In seiner Rede anlässlich der 65. Jahrestages der Staatsvertragsunterzeichnung, am 15. Mai 2020, hält Raimund Boris Lechthaler fest, dass Antifaschismus und Unabhängigkeit Österreichs untrennbar miteinander verknüpft sind.
„Wer die Tatsache, dass Österreich Opfer der Aggression Nazideutschlands war, zum Mythos erklärt, erklärt die antifaschistischen Grundlagen der II. Republik zum Mythos!“ Raimund Boris Lechthaler, Aktivist der Solidarwerkstatt Österreich, beschäftigt sich in seiner Rede anlässlich des 65. Jahrestag des Österreichischen Staatsvertrags mit einer gefährlich Geschichtsverdrehung:
Wir feiern dieser Tage nicht nur 65 Jahre Staatsvertrag, sondern auch 75 Jahre Befreiung vom Faschismus. In diesem Zusammenhang wird vielfach vom Opfermythos gesprochen. Dass Österreich Opfer des deutschen NS Regimes gewesen ist, sei ein Mythos.

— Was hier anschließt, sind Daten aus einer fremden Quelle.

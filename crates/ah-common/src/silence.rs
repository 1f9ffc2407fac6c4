//! Silence and Matcher domain types.

use chrono::{DateTime, Utc};
use serde::{Deserialize, Serialize};
use utoipa::ToSchema;
use uuid::Uuid;

/// Prometheus-style matcher operator. Regex variants use full-string match.
#[derive(Debug, Clone, Copy, PartialEq, Eq, Serialize, Deserialize, ToSchema)]
pub enum MatcherType {
    #[serde(rename = "=")]
    Eq,
    #[serde(rename = "!=")]
    Neq,
    #[serde(rename = "=~")]
    EqRegex,
    #[serde(rename = "!~")]
    NeqRegex,
}

/// `(name, value, type)`. Regex types require a compilable pattern in `value`.
#[derive(Debug, Clone, PartialEq, Serialize, Deserialize, ToSchema)]
pub struct Matcher {
    pub name: String,
    pub value: String,
    #[serde(rename = "type")]
    pub matcher_type: MatcherType,
}

impl Matcher {
    /// `name` must match `[a-zA-Z_][a-zA-Z0-9_]*`.
    pub fn has_valid_name(&self) -> bool {
        let mut chars = self.name.chars();
        match chars.next() {
            Some(c) if c.is_ascii_alphabetic() || c == '_' => {}
            _ => return false,
        }
        chars.all(|c| c.is_ascii_alphanumeric() || c == '_')
    }

    pub fn is_regex(&self) -> bool {
        matches!(self.matcher_type, MatcherType::EqRegex | MatcherType::NeqRegex)
    }
}

/// Derived from `(now, starts_at, ends_at)`, never stored.
#[derive(Debug, Clone, Copy, PartialEq, Eq, Serialize, Deserialize, ToSchema)]
#[serde(rename_all = "snake_case")]
pub enum SilenceStatus {
    Pending,
    Active,
    Expired,
}

/// Identity is `id`. Owned by an external admin subsystem; this system only reads it.
#[derive(Debug, Clone, PartialEq, Serialize, Deserialize, ToSchema)]
pub struct Silence {
    pub id: Uuid,
    pub created_by: String,
    pub comment: String,
    pub starts_at: DateTime<Utc>,
    pub ends_at: DateTime<Utc>,
    pub matchers: Vec<Matcher>,
}

impl Silence {
    pub fn status(&self, now: DateTime<Utc>) -> SilenceStatus {
        if now < self.starts_at {
            SilenceStatus::Pending
        } else if now >= self.ends_at {
            SilenceStatus::Expired
        } else {
            SilenceStatus::Active
        }
    }

    pub fn is_active(&self, now: DateTime<Utc>) -> bool {
        self.status(now) == SilenceStatus::Active
    }
}

#[cfg(test)]
mod tests {
    use super::*;
    use chrono::Duration;

    fn sample(starts: DateTime<Utc>, ends: DateTime<Utc>) -> Silence {
        Silence {
            id: Uuid::new_v4(),
            created_by: "oncall".to_string(),
            comment: "maintenance window".to_string(),
            starts_at: starts,
            ends_at: ends,
            matchers: vec![Matcher {
                name: "alertname".to_string(),
                value: "HighCPU".to_string(),
                matcher_type: MatcherType::Eq,
            }],
        }
    }

    #[test]
    fn status_transitions() {
        let now = Utc::now();
        let s = sample(now - Duration::hours(1), now + Duration::hours(1));
        assert_eq!(s.status(now), SilenceStatus::Active);

        let pending = sample(now + Duration::hours(1), now + Duration::hours(2));
        assert_eq!(pending.status(now), SilenceStatus::Pending);

        let expired = sample(now - Duration::hours(2), now - Duration::hours(1));
        assert_eq!(expired.status(now), SilenceStatus::Expired);
    }

    #[test]
    fn matcher_name_validation() {
        let valid = Matcher { name: "_alert_name1".to_string(), value: "x".to_string(), matcher_type: MatcherType::Eq };
        assert!(valid.has_valid_name());

        let invalid = Matcher { name: "1alert".to_string(), value: "x".to_string(), matcher_type: MatcherType::Eq };
        assert!(!invalid.has_valid_name());
    }
}
use thiserror::Error;

#[derive(Error, Debug)]
pub enum StoreError {
    #[error("not found")]
    NotFound,

    #[error("invalid filter: {0}")]
    InvalidFilter(String),

    #[error("pool error: {0}")]
    Pool(#[from] ah_pool::PoolError),

    #[error("database error: {0}")]
    Database(#[from] sqlx::Error),

    #[error("serialization error: {0}")]
    Serialization(#[from] serde_json::Error),
}

pub type Result<T> = std::result::Result<T, StoreError>;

Insbesondere sei dieser Mythos dafür verantwortlich, dass Österreich seine Vergangenheit erst verspätet aufgearbeitet habe. Dieser Mythos sei dafür verantwortlich, dass hunderttausende ÖsterreicherInnen, die an den NS Verbrechen mitgewirkt haben, sich unter Bezugnahme auf diesen Opfermythos aus der Verantwortung gestohlen haben und stehlen konnten.
Freilich, es ist ein historisches Faktum: Nicht nur haben hunderttausende ÖsterreicherInnen den sogenannten Anschluss begrüßt. Während der ganzen I. Republik haben organisierte politische Kräfte, insbesondere der deutschnationale Rechtsextremismus, aber nicht nur dieser, oft an den führenden politischen Schaltstellen dieser Republik, alles unternommen, um diese Republik zu zerstören.
Liebe Freundinnen und Freunde,
Es bleibt dennoch auch ein historisches Faktum, dass Österreich Opfer des deutschen Imperialismus, des deutschen Faschismus wurde. Selbst, wenn 90% der Menschen in Österreich den Anschluss begrüßt hätten, was nachweislich nicht der Fall war, würde das an dieser historischen Tatsache nichts ändern.
Vergessen wir nicht, auch in anderen Ländern wurde die deutsche Gewaltherrschaft von rechtsextremen, faschistischen Kräften bejubelt, haben sich sogenannte „hilfswillige Kräfte“ gefunden, die die Nazis bei der Errichtung und Exekutierung ihrer Gewaltherrschaft unterstützt haben. Das hat eine Rolle gespielt und muss natürlich in der Bearbeitung eine Rolle spielen.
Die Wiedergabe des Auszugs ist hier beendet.